Par Jérôme Bois • Publié le 05/10/20

La société gestionnaire des autoroutes – et sa filiale sur Rhône-Alpes, Area – interrogée sur le souhait exprimé par certains maires du bassin aixois d’abaisser de 20km/h la vitesse sur l’A41, s’est montrée dubitative. Elle explique qu’une telle option demeurait du ressort de l’Etat, tout en précisant qu’il lui faudrait des études d’impact poussées sur toute la zone pour parvenir à connaître les sources de nuisances. Il sera de fait difficile de contenter les maires de Grésy, Mouxy, Drumettaz-Clarafond et consorts, rejoints depuis le 29 septembre par celui d’Aix-les-Bains « Mais il ne s’agit pas d’une fin de non-recevoir », nuance le directeur général adjoint d’Area.
Xavier Rigo, directeur général adjoint du groupe Area-APRR, n’aime probablement pas passer pour un rabat-joie. Sa réponse n’a pourtant rien d’engageant pour ces élus dont la mobilisation autour du sujet de l’A41 démontre que cette unité n’est pas opportuniste mais tient du bon sens : ce qui est bon pour Mouxy le sera pour Méry, Aix ou Grésy. Seulement, à Area, filiale d’APRR sur Rhône-Alpes, c’est le réalisme, froid, qui prime, et ce bien que les rapports entre tous soient des plus cordiaux. Et Xavier Rigo en est le premier désolé. « Je suis un peu à sec sur les solutions à apporter » , s’excuse-t-il. Car comme le signalait Renaud Beretti, en séance du conseil, le 29 septembre, il faudrait identifier de réels points noirs sur l’axe Grésy-La Motte long de vingt kilomètres, mis en ligne en 1977, pour qu’Area n’ait plus le choix. « S’il y a point noir, nous serions dans l’obligation de le régler » , rappelle Xavier Rigo. Et pour les identifier, une étude d’impact « sur toute la zone » doit être conduite, à l’initiative du Préfet, donc de l’Etat. Clairement, rien ne pourra se faire sans. En l’état, rien ne permet de contraindre l’opérateur à prendre des mesures visant à réduire le bruit et la pollution générés par l’A41, comme le souhaitent de nombreux élus locaux.

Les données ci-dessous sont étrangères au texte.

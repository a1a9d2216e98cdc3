//! Reservation lifecycle reducer.
//!
//! Owns every status change of a reservation and the room status each change
//! implies. The reducer is pure: it validates the action against the current
//! state, mutates the reservation and its room together, and returns the
//! audit and notification effects for the runtime to execute after commit.
//!
//! | Action | Allowed from | Room becomes |
//! |---|---|---|
//! | `Confirm` | PENDING | unchanged |
//! | `CheckIn` | CONFIRMED, check-in no later than tomorrow | OCCUPIED |
//! | `CheckOut` | CHECKED_IN | MAINTENANCE |
//! | `Cancel` | PENDING, CONFIRMED, CHECKED_IN | AVAILABLE, unchanged from CHECKED_IN |
//! | `MarkNoShow` | CONFIRMED, check-in today or earlier | AVAILABLE |
//! | `Modify` | PENDING, CONFIRMED, CHECKED_IN | unchanged |
//! | `OverrideTotal` | any | unchanged |

use chrono::Days;
use hotel_ops_core::TransitionError;
use hotel_ops_core::effect::{AuditAction, AuditEntry, Effect, FieldValues};
use hotel_ops_core::environment::Clock;
use hotel_ops_core::reducer::{Effects, Reducer};
use hotel_ops_core::types::{Money, Reservation, ReservationStatus, Room, RoomStatus, StayDates};
use serde::Serialize;
use smallvec::smallvec;
use std::sync::Arc;

/// A reservation together with the room it is assigned to, if any
#[derive(Clone, Debug, PartialEq, Eq)]
pub struct ReservationState {
    /// The reservation
    pub reservation: Reservation,
    /// Its room (`None` for bookings not yet assigned)
    pub room: Option<Room>,
}

impl ReservationState {
    /// Pairs a reservation with its room
    #[must_use]
    pub const fn new(reservation: Reservation, room: Option<Room>) -> Self {
        Self { reservation, room }
    }
}

/// Lifecycle actions
#[derive(Clone, Debug, PartialEq, Eq)]
pub enum ReservationAction {
    /// Payment settled (or staff confirmation)
    Confirm {
        /// Gateway reference, if a charge was made
        payment_reference: Option<String>,
    },
    /// Guest arrives
    CheckIn,
    /// Guest leaves
    CheckOut,
    /// Booking cancelled
    Cancel {
        /// Reason shown to the guest
        reason: String,
        /// Amount refunded
        refund: Money,
    },
    /// Guest never arrived
    MarkNoShow,
    /// Dates, guest count or requests changed, with the re-priced totals
    Modify {
        /// New stay
        stay: StayDates,
        /// New guest count
        guests: u32,
        /// New special requests
        special_requests: Option<String>,
        /// New total amount
        total_amount: Money,
        /// New nightly base rate snapshot
        price_per_night: Money,
    },
    /// Staff replaces the computed total
    OverrideTotal {
        /// New total
        amount: Money,
        /// Why
        reason: String,
    },
}

impl ReservationAction {
    /// Status the action moves the reservation to, if it changes status
    #[must_use]
    pub const fn target(&self) -> Option<ReservationStatus> {
        match self {
            Self::Confirm { .. } => Some(ReservationStatus::Confirmed),
            Self::CheckIn => Some(ReservationStatus::CheckedIn),
            Self::CheckOut => Some(ReservationStatus::CheckedOut),
            Self::Cancel { .. } => Some(ReservationStatus::Cancelled),
            Self::MarkNoShow => Some(ReservationStatus::NoShow),
            Self::Modify { .. } | Self::OverrideTotal { .. } => None,
        }
    }
}

/// Clock and acting user for one reduction
#[derive(Clone)]
pub struct ReservationEnvironment {
    /// Time source for date preconditions and timestamps
    pub clock: Arc<dyn Clock>,
    /// Who is acting (guest email, staff label, "system")
    pub actor: String,
}

impl ReservationEnvironment {
    /// Creates an environment
    #[must_use]
    pub fn new(clock: Arc<dyn Clock>, actor: impl Into<String>) -> Self {
        Self {
            clock,
            actor: actor.into(),
        }
    }
}

/// The reservation state machine
#[derive(Clone, Copy, Debug, Default)]
pub struct ReservationReducer;

impl ReservationReducer {
    /// Creates the reducer
    #[must_use]
    pub const fn new() -> Self {
        Self
    }
}

impl Reducer for ReservationReducer {
    type State = ReservationState;
    type Action = ReservationAction;
    type Environment = ReservationEnvironment;
    type Error = TransitionError;

    fn reduce(
        &self,
        state: &mut ReservationState,
        action: ReservationAction,
        env: &ReservationEnvironment,
    ) -> Result<Effects, TransitionError> {
        match action {
            ReservationAction::Confirm { payment_reference } => {
                confirm(state, payment_reference, env)
            }
            ReservationAction::CheckIn => check_in(state, env),
            ReservationAction::CheckOut => check_out(state, env),
            ReservationAction::Cancel { reason, refund } => cancel(state, reason, refund, env),
            ReservationAction::MarkNoShow => mark_no_show(state, env),
            ReservationAction::Modify {
                stay,
                guests,
                special_requests,
                total_amount,
                price_per_night,
            } => {
                let change = Modification {
                    stay,
                    guests,
                    special_requests,
                    total_amount,
                    price_per_night,
                };
                modify(state, change, env)
            }
            ReservationAction::OverrideTotal { amount, reason } => {
                override_total(state, amount, reason, env)
            }
        }
    }
}

// ============================================================================
// Transitions
// ============================================================================

const fn invalid(from: ReservationStatus, to: ReservationStatus) -> TransitionError {
    TransitionError::InvalidTransition { from, to }
}

fn precondition(
    from: ReservationStatus,
    to: ReservationStatus,
    reason: impl Into<String>,
) -> TransitionError {
    TransitionError::PreconditionFailed {
        from,
        to,
        reason: reason.into(),
    }
}

fn set_room_status(state: &mut ReservationState, status: RoomStatus) {
    if let Some(room) = state.room.as_mut() {
        room.status = status;
    }
}

fn status_audit(
    reservation: &Reservation,
    action: AuditAction,
    from: ReservationStatus,
    env: &ReservationEnvironment,
    reason: String,
) -> Effect {
    let field = |status: ReservationStatus| {
        FieldValues::from([("status".to_string(), status.to_string())])
    };
    Effect::RecordAudit(
        AuditEntry::new(reservation.id, action, env.actor.clone(), reason)
            .with_changes(field(from), field(reservation.status)),
    )
}

fn confirm(
    state: &mut ReservationState,
    payment_reference: Option<String>,
    env: &ReservationEnvironment,
) -> Result<Effects, TransitionError> {
    let from = state.reservation.status;
    if from != ReservationStatus::Pending {
        return Err(invalid(from, ReservationStatus::Confirmed));
    }

    let reservation = &mut state.reservation;
    reservation.status = ReservationStatus::Confirmed;
    if payment_reference.is_some() {
        reservation.payment_reference = payment_reference;
    }

    let reason = match &reservation.payment_reference {
        Some(reference) => format!("Booking confirmed, payment {reference}"),
        None => format!("Booking confirmed by {}", env.actor),
    };
    Ok(smallvec![status_audit(reservation, AuditAction::Confirmed, from, env, reason)])
}

fn check_in(
    state: &mut ReservationState,
    env: &ReservationEnvironment,
) -> Result<Effects, TransitionError> {
    let from = state.reservation.status;
    let to = ReservationStatus::CheckedIn;
    if from != ReservationStatus::Confirmed {
        return Err(invalid(from, to));
    }

    let today = env.clock.today();
    let latest = today.checked_add_days(Days::new(1)).unwrap_or(today);
    let check_in_date = state.reservation.stay.check_in();
    if check_in_date > latest {
        return Err(precondition(
            from,
            to,
            format!("check-in date {check_in_date} is more than one day away"),
        ));
    }

    state.reservation.status = to;
    state.reservation.actual_check_in = Some(env.clock.now());
    set_room_status(state, RoomStatus::Occupied);

    let reason = "Guest checked in".to_string();
    Ok(smallvec![status_audit(&state.reservation, AuditAction::CheckedIn, from, env, reason)])
}

fn check_out(
    state: &mut ReservationState,
    env: &ReservationEnvironment,
) -> Result<Effects, TransitionError> {
    let from = state.reservation.status;
    let to = ReservationStatus::CheckedOut;
    if from != ReservationStatus::CheckedIn {
        return Err(invalid(from, to));
    }

    state.reservation.status = to;
    state.reservation.actual_check_out = Some(env.clock.now());
    // needs cleaning before the next guest
    set_room_status(state, RoomStatus::Maintenance);

    let reason = "Guest checked out".to_string();
    Ok(smallvec![status_audit(&state.reservation, AuditAction::CheckedOut, from, env, reason)])
}

fn cancel(
    state: &mut ReservationState,
    reason: String,
    refund: Money,
    env: &ReservationEnvironment,
) -> Result<Effects, TransitionError> {
    let from = state.reservation.status;
    let to = ReservationStatus::Cancelled;
    if from.is_closed() {
        return Err(invalid(from, to));
    }

    state.reservation.status = to;
    state.reservation.cancellation_reason = Some(reason.clone());
    if from != ReservationStatus::CheckedIn {
        set_room_status(state, RoomStatus::Available);
    }

    let id = state.reservation.id;
    Ok(smallvec![
        Effect::NotifyCancellation {
            reservation_id: id,
            reason: reason.clone(),
            refund,
        },
        status_audit(
            &state.reservation,
            AuditAction::Cancelled,
            from,
            env,
            format!("{reason} (refund {refund})"),
        ),
    ])
}

fn mark_no_show(
    state: &mut ReservationState,
    env: &ReservationEnvironment,
) -> Result<Effects, TransitionError> {
    let from = state.reservation.status;
    let to = ReservationStatus::NoShow;
    if from != ReservationStatus::Confirmed {
        return Err(invalid(from, to));
    }

    let check_in_date = state.reservation.stay.check_in();
    if check_in_date > env.clock.today() {
        return Err(precondition(
            from,
            to,
            format!("check-in date {check_in_date} has not arrived"),
        ));
    }

    state.reservation.status = to;
    set_room_status(state, RoomStatus::Available);

    let reason = "Guest did not arrive".to_string();
    Ok(smallvec![status_audit(&state.reservation, AuditAction::NoShow, from, env, reason)])
}

// ============================================================================
// Changes without a status change
// ============================================================================

struct Modification {
    stay: StayDates,
    guests: u32,
    special_requests: Option<String>,
    total_amount: Money,
    price_per_night: Money,
}

/// Fields recorded in before/after audit snapshots
#[derive(Serialize)]
struct Snapshot<'a> {
    check_in: String,
    check_out: String,
    guests: u32,
    special_requests: Option<&'a str>,
    total_amount: String,
    price_per_night: String,
}

fn snapshot(reservation: &Reservation) -> FieldValues {
    let snapshot = Snapshot {
        check_in: reservation.stay.check_in().to_string(),
        check_out: reservation.stay.check_out().to_string(),
        guests: reservation.guests,
        special_requests: reservation.special_requests.as_deref(),
        total_amount: reservation.total_amount.to_string(),
        price_per_night: reservation.price_per_night.to_string(),
    };
    match serde_json::to_value(snapshot) {
        Ok(serde_json::Value::Object(fields)) => fields
            .into_iter()
            .filter(|(_, value)| !value.is_null())
            .map(|(name, value)| {
                let rendered = match value {
                    serde_json::Value::String(text) => text,
                    other => other.to_string(),
                };
                (name, rendered)
            })
            .collect(),
        _ => FieldValues::new(),
    }
}

fn describe(before: &Reservation, after: &Reservation) -> String {
    let mut parts = Vec::new();
    if before.stay != after.stay {
        parts.push(format!("dates changed from {} to {}", before.stay, after.stay));
    }
    if before.guests != after.guests {
        parts.push(format!("guests changed from {} to {}", before.guests, after.guests));
    }
    if before.special_requests != after.special_requests {
        parts.push("special requests updated".to_string());
    }
    if before.total_amount != after.total_amount {
        parts.push(format!(
            "total changed from {} to {}",
            before.total_amount, after.total_amount
        ));
    }
    if parts.is_empty() {
        "No changes".to_string()
    } else {
        parts.join("; ")
    }
}

fn modify(
    state: &mut ReservationState,
    change: Modification,
    env: &ReservationEnvironment,
) -> Result<Effects, TransitionError> {
    let status = state.reservation.status;
    if status.is_closed() {
        return Err(precondition(status, status, "closed reservations cannot be modified"));
    }
    if change.guests == 0 {
        return Err(precondition(status, status, "a reservation needs at least one guest"));
    }

    let before = state.reservation.clone();
    let reservation = &mut state.reservation;
    reservation.stay = change.stay;
    reservation.guests = change.guests;
    reservation.special_requests = change.special_requests;
    reservation.total_amount = change.total_amount;
    reservation.price_per_night = change.price_per_night;

    let additional_charges = reservation.total_amount.saturating_sub(before.total_amount);
    let refund = before.total_amount.saturating_sub(reservation.total_amount);
    let description = describe(&before, reservation);

    Ok(smallvec![
        Effect::RecordAudit(
            AuditEntry::new(
                reservation.id,
                AuditAction::Modified,
                env.actor.clone(),
                description.clone(),
            )
            .with_changes(snapshot(&before), snapshot(reservation)),
        ),
        Effect::NotifyModification {
            reservation_id: reservation.id,
            description,
            additional_charges,
            refund,
        },
    ])
}

fn override_total(
    state: &mut ReservationState,
    amount: Money,
    reason: String,
    env: &ReservationEnvironment,
) -> Result<Effects, TransitionError> {
    let status = state.reservation.status;
    if amount < Money::ZERO {
        return Err(precondition(status, status, "total amount cannot be negative"));
    }

    let field = |value: Money| FieldValues::from([("total_amount".to_string(), value.to_string())]);
    let old = state.reservation.total_amount;
    state.reservation.total_amount = amount;

    Ok(smallvec![Effect::RecordAudit(
        AuditEntry::new(
            state.reservation.id,
            AuditAction::TotalOverridden,
            env.actor.clone(),
            reason,
        )
        .with_changes(field(old), field(amount)),
    )])
}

Mouxy, Grésy, Méry, Drumettaz, Aix-les-Bains…

Le premier a avoir ouvert la porte était Florian Maitre, tout début juillet, en séance du conseil municipal. Nous étions le 3 juillet et le conseil était invité à se prononcer sur un vœu, celui de voir la vitesse abaissée de 20km/h sur la portion allant du péage de Grésy-sur-Aix à l’échangeur de la Motte-Servolex. Cette réduction devait avoir pour conséquences de « réduire le risque d’accidents, le bruit d’1,5 db et la pollution de 11% pour les émissions de CO2, de 21% pour les NO2 et de 12% pour les particules » , indiquait le vœu. Ce n’est pas un sujet nouveau, il est même plus d’une fois revenu sur la table à mesure que des riverains se sont plaints du bruit, en particulier. « Nous sommes encerclés, à Grésy, par la colline d’Arbussin, la forêt de Corsuet et les contreforts des Bauges, avec une autoroute qui passe au milieu, provoquant du bruit et de la pollution ; en début de mandat, il était important d’agir » , détaille Florian Maitre. Le 25 août, Nicolas Jacquier, maire de Drumettaz-Clarafond, avait également proposé un tel vœu à ses conseillers, arguant que « la gêne sonore » était « réelle. Baisser la vitesse de 20km/h irait dans le bon sens » , une réduction impactant principalement les voitures. « Nous avons fait remonter nos doléances à Area avec qui nos rapports restent très courtois ». S’il se satisferait d’une réponse favorable, Nicolas Jacquier admet que l’enjeu est avant tout « de se faire entendre » par le gestionnaire. Même si « il y a un an, ils ont taillé des haies aux abords de l’autoroute, les riverains ont perdu leur brise-vue. En étant plusieurs, nous pourrions avoir un poids que seul, je n’aurais pas. Le Préfet est mis dans la boucle ». Des conseillers de la commune s’étaient interrogés sur la possibilité de construire des murs antibruit au plus près des habitations, mais la topographie des lieux, entre creux et montées, ne l’autorise pas « tant ils perdraient en efficacité » rappelait Renaud Beretti.

Un axe pas accidentogène

C’est à Mouxy que les habitants ont été les plus virulents, Mouxy « où les taux de nuisance restent dans les normes admises, certes, sauf pour quelques riverains où ils sont à la limite » , souligne Laurent Filippi. Le maire moussard s’était ainsi emparé du sujet, durant la campagne, « alors que je faisais du porte-à-porte. Ces nuisances sont dues à la densification de la tâche urbaine autour du réseau, augmentant substantiellement le trafic sur cet axe. Pour les Moussards vivant à proximité, le bruit n’est pas linéaire ». Il avance une augmentation de plus de 2 000 véhicules par jour sur les cinq dernières années pour justifier le caractère urgent de la question. « Et pourtant, les Moussards avaient débuté leurs actions il y a longtemps » … Surplombant la chaussée, ces habitations sont victimes du bruit montant. Le maire avait alors pris attache avec la députée de la première circonscription, Typhanie Degois, qui a pris le dossier en mains. « J’ai reçu plusieurs dizaines de sollicitations d’habitants et d’élus depuis mon élection en 2017, j »ai donc eu plusieurs réunions avec les gens d’Area« , explique-t-elle, » il y a un obstacle au souhait de ces maires de voir la vitesse limitée, c’est qu’il ne s’agit pas d’une zone accidentogène« . Une réalité mise en avant par Area, du reste. Le problème du trafic, du bruit, de la pollution ne se réglera, selon elle, que par une démarche, celle du report modal, » qui ne résoudra rien à court terme, nous sommes d’accord«. 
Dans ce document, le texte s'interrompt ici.